In the material below, the lines containing the word "usbreset" are required; copy each of them.

**THE RECORDS**
·····

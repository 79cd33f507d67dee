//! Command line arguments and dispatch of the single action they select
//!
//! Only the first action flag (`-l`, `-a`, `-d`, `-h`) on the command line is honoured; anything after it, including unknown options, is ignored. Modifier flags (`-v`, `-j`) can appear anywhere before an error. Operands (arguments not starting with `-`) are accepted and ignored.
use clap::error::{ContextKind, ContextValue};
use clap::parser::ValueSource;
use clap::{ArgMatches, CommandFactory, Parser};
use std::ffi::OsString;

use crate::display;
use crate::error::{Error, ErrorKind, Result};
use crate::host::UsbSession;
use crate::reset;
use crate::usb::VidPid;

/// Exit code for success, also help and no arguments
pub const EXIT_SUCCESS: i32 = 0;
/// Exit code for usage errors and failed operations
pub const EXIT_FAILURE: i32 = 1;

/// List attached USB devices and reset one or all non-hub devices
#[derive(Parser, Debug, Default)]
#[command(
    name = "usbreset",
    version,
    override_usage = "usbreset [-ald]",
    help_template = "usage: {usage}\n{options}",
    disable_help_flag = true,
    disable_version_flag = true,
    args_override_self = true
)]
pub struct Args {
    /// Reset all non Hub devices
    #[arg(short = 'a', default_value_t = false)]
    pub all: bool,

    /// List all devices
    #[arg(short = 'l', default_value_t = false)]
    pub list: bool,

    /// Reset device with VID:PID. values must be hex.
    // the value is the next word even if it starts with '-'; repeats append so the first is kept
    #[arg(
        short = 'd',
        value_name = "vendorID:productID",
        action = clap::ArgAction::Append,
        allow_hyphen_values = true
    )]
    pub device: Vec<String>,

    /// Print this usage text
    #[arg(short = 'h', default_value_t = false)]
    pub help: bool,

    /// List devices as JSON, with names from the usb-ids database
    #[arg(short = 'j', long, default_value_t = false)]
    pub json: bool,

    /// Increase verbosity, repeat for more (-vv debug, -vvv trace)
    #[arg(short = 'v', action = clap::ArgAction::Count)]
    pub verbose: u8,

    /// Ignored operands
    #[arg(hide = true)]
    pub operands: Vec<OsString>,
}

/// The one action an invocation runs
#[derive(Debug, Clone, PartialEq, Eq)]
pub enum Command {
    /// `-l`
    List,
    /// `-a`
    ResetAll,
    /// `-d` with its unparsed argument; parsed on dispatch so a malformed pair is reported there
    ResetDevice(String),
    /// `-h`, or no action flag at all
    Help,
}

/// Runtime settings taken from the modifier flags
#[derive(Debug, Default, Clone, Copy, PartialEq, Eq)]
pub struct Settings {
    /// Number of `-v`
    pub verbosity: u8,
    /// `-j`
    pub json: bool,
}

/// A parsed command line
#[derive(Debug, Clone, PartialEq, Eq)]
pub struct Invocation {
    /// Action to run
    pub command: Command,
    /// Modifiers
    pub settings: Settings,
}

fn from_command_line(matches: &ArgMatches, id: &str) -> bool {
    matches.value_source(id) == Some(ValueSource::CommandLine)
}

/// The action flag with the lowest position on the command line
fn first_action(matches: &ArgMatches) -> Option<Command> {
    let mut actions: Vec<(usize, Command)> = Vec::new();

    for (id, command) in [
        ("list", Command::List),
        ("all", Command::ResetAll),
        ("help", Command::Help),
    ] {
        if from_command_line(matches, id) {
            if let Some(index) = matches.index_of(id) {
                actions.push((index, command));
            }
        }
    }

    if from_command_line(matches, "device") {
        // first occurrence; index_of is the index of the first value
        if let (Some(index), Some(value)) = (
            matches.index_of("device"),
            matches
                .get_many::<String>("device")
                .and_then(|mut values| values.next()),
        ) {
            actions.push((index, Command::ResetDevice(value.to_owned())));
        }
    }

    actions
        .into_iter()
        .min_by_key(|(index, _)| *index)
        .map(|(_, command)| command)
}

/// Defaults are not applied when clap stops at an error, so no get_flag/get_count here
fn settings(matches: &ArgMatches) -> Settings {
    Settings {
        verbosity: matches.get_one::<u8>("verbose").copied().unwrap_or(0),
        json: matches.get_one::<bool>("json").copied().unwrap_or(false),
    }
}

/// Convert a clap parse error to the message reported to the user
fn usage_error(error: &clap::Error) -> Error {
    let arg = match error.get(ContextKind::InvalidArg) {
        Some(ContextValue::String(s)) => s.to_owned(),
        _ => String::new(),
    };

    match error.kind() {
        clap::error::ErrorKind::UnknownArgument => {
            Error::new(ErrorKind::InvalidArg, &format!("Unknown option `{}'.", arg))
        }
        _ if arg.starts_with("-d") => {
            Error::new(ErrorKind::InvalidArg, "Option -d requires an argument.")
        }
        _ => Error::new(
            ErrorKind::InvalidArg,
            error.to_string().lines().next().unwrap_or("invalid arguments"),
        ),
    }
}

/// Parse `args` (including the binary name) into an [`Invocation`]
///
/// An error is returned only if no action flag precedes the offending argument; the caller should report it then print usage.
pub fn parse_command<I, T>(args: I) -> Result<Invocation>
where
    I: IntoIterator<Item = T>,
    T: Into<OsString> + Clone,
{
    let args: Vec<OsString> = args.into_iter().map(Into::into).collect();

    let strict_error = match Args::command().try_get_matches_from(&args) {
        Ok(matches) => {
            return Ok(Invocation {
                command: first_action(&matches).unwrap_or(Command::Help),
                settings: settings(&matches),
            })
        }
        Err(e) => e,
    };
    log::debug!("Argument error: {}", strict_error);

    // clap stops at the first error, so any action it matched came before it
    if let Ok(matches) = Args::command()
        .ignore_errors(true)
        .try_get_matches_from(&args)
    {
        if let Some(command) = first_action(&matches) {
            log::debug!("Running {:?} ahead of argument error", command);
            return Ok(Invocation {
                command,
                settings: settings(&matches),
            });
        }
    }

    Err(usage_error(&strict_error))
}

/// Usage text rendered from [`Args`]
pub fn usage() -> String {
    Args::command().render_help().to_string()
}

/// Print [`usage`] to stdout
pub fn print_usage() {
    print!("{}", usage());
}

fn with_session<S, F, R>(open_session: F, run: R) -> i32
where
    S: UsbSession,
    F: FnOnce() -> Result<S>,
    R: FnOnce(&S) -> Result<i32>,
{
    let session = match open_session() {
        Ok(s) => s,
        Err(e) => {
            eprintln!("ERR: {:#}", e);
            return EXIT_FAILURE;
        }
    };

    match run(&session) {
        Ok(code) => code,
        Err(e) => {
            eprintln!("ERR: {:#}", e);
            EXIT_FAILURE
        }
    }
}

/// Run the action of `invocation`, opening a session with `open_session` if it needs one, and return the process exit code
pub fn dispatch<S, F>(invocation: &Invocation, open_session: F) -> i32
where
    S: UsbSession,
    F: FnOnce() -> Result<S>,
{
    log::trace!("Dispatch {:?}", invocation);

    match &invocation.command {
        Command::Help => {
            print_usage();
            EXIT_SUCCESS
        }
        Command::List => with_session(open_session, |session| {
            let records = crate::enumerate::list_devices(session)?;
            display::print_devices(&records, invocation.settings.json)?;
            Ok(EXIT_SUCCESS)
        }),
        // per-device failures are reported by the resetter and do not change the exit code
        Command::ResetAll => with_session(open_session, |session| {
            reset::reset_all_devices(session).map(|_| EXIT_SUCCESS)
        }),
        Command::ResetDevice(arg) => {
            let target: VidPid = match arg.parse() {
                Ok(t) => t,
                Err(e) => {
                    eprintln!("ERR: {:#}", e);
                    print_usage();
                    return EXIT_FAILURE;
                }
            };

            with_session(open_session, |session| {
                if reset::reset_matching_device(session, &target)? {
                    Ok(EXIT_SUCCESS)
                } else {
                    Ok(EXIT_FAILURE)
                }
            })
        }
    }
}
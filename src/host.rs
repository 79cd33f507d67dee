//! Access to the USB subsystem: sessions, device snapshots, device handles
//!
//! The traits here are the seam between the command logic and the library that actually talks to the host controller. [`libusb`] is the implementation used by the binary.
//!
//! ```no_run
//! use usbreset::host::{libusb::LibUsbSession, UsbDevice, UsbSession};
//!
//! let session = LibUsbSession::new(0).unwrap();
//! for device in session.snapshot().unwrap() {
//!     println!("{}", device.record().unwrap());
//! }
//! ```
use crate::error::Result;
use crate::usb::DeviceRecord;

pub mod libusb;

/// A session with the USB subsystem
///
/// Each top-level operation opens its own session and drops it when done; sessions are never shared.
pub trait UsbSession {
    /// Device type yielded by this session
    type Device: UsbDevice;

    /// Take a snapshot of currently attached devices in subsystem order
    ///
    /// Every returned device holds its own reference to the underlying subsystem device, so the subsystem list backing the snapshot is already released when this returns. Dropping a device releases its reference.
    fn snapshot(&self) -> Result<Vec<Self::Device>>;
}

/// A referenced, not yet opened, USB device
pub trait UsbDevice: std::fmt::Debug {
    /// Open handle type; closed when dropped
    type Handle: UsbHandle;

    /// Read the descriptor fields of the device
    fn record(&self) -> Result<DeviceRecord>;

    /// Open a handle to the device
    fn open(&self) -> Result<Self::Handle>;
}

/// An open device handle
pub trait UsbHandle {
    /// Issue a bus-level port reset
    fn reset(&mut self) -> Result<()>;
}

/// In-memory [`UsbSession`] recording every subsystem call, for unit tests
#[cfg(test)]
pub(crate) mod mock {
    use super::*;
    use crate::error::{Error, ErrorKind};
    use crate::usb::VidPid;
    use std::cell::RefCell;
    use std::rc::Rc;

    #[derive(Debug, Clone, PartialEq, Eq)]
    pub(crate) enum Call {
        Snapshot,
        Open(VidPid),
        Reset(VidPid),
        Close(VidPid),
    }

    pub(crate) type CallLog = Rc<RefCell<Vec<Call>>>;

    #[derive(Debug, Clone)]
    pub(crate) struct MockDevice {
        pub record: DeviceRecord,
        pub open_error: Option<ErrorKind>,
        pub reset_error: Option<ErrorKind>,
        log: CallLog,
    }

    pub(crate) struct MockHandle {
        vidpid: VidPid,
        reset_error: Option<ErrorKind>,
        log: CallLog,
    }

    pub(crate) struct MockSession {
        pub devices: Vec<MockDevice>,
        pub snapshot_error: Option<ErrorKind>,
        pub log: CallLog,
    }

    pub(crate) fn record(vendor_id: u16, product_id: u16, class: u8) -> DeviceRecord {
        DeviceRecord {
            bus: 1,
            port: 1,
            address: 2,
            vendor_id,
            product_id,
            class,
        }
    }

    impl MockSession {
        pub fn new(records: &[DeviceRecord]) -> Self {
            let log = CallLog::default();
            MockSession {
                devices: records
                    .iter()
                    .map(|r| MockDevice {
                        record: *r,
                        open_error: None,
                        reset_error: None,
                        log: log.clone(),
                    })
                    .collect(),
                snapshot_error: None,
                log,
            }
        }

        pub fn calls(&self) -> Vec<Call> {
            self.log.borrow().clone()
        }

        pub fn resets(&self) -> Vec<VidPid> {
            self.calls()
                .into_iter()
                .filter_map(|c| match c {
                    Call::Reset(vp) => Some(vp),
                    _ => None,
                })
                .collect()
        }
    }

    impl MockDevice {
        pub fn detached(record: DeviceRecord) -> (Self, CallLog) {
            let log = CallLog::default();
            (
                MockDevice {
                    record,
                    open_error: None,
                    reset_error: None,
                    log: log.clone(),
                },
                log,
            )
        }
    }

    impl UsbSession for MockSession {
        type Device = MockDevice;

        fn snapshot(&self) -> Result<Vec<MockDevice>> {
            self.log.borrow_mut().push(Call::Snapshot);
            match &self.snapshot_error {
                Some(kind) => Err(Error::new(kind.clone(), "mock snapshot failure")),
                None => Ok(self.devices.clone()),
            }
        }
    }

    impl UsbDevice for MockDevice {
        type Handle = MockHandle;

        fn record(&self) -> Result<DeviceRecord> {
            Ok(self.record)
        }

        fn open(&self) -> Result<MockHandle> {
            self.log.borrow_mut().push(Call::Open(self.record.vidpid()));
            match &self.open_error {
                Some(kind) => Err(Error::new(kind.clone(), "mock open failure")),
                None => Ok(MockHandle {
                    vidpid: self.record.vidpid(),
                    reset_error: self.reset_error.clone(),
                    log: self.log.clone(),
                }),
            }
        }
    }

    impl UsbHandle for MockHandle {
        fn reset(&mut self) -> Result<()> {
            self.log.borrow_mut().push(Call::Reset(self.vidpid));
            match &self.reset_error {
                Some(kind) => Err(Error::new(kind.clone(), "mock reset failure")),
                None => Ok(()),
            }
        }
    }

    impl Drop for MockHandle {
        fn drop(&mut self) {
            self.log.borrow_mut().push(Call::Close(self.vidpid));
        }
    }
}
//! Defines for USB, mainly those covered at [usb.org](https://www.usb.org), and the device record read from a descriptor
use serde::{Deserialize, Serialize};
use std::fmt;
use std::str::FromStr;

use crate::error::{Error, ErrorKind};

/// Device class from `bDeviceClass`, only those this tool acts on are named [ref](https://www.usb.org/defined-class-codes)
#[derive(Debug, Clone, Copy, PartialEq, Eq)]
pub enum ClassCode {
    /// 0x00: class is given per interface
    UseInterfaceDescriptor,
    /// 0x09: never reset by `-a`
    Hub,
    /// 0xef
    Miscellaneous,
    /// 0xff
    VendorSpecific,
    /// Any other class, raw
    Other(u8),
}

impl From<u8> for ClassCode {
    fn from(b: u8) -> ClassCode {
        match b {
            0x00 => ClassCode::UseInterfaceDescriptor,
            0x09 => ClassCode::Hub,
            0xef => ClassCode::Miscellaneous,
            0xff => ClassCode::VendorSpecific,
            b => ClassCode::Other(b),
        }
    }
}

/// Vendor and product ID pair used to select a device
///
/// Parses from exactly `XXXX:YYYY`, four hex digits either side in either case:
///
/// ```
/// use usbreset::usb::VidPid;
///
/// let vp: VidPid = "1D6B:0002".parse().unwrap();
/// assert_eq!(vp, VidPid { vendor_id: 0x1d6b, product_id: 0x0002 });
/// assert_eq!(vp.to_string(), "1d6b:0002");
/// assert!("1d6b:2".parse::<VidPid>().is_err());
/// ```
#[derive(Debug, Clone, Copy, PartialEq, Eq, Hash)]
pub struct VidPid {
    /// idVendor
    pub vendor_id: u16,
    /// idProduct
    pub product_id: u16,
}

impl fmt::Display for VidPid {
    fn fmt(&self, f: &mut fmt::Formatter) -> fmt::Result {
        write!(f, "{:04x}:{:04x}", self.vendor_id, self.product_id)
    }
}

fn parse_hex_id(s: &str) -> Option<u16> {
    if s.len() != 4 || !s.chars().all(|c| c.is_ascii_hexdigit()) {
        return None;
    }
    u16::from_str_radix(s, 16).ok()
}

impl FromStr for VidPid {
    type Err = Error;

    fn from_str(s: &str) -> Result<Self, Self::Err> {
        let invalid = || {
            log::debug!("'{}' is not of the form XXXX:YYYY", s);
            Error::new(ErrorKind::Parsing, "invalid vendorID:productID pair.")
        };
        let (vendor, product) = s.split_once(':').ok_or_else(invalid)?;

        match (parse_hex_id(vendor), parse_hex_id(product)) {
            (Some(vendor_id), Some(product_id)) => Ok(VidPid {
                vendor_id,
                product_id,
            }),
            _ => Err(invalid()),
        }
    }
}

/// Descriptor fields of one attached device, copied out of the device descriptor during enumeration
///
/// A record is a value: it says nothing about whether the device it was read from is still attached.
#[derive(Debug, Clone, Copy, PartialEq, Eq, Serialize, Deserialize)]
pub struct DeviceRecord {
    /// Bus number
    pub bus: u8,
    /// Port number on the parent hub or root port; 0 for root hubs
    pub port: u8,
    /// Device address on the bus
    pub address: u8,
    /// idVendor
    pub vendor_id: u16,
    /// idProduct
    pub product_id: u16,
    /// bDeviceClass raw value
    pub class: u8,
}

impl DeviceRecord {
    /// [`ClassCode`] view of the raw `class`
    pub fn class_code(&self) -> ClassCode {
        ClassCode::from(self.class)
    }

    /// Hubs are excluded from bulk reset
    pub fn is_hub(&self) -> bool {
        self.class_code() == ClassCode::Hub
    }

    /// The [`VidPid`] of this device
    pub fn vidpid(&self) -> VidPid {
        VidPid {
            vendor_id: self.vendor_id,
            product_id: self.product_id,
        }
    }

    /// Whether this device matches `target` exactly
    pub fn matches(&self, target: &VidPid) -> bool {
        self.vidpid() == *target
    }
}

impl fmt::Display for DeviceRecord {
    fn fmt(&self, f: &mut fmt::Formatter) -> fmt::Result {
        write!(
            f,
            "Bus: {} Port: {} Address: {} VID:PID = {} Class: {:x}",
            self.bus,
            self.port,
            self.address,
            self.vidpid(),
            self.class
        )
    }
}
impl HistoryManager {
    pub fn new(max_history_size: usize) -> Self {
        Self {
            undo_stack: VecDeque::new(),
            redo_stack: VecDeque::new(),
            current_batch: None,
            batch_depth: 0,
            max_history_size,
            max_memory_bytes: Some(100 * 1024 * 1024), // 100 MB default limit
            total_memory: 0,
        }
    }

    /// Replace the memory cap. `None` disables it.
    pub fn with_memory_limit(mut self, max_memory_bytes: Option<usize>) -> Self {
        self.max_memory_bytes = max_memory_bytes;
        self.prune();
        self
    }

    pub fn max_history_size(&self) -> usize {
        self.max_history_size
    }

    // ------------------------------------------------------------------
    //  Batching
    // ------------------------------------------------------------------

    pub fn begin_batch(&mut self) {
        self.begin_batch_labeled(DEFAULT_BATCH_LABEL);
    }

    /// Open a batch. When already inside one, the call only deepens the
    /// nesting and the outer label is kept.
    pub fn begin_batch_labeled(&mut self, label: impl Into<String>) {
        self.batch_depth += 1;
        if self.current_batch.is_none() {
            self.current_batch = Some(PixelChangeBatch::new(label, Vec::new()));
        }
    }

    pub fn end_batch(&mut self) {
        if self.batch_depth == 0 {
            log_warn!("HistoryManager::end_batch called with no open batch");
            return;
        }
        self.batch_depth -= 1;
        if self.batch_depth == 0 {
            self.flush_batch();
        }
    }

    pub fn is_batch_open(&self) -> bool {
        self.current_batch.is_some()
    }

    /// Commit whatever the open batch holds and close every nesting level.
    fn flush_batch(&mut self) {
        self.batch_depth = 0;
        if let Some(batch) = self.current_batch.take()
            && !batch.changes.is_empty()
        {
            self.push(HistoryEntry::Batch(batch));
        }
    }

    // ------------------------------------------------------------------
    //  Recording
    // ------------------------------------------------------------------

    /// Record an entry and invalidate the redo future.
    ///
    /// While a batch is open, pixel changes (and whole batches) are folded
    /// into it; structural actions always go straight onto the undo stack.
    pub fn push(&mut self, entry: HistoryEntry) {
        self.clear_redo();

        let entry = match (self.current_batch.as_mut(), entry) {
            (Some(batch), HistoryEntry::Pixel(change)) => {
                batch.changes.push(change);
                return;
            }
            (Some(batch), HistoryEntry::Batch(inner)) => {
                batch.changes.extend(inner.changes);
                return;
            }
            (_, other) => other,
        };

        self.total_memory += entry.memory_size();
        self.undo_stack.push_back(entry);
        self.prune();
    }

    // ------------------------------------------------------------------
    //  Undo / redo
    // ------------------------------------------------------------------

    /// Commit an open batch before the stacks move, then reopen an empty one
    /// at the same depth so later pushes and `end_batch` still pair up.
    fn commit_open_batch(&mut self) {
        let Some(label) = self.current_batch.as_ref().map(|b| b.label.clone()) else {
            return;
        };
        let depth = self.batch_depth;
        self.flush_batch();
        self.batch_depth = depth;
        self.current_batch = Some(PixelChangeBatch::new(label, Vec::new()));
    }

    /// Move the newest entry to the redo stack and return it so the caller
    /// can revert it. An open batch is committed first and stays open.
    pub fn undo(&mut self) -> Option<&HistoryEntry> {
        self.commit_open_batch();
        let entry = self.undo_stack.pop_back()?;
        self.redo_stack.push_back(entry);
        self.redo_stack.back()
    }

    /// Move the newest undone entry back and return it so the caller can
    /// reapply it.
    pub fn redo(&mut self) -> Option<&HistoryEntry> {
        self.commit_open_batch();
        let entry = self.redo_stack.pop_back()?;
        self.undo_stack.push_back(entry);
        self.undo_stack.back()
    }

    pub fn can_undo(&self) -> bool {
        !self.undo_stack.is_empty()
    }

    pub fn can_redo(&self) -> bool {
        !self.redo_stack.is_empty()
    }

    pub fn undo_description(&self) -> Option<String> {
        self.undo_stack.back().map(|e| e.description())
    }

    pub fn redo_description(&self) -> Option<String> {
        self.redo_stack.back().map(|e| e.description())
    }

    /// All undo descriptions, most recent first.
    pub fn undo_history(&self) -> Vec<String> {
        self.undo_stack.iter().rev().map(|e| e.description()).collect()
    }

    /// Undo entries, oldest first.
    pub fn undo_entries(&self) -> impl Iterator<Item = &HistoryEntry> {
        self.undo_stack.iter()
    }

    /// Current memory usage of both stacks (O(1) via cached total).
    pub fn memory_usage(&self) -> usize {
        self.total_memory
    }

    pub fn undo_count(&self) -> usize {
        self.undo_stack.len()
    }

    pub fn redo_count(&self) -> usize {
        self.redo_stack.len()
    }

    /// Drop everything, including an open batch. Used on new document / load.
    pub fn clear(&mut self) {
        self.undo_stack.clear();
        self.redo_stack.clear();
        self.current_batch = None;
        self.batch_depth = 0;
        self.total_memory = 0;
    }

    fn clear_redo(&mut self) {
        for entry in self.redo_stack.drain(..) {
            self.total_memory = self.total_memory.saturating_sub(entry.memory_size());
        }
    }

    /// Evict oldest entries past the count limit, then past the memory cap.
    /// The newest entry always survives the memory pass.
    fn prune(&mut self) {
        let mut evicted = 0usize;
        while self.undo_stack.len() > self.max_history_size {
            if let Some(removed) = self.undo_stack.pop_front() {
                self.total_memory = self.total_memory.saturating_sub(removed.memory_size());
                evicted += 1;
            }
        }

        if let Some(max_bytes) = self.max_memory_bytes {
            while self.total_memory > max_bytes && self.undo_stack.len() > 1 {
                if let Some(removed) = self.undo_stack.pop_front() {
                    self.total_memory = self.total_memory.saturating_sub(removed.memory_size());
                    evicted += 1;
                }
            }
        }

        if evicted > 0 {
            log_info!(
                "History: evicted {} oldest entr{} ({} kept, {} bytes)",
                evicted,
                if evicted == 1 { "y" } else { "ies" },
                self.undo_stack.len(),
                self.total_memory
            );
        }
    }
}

·····

**RESULT OF THIS TASK**
    name = "usbreset",
    override_usage = "usbreset [-ald]",
//! use usbreset::host::{libusb::LibUsbSession, UsbDevice, UsbSession};
/// use usbreset::usb::VidPid;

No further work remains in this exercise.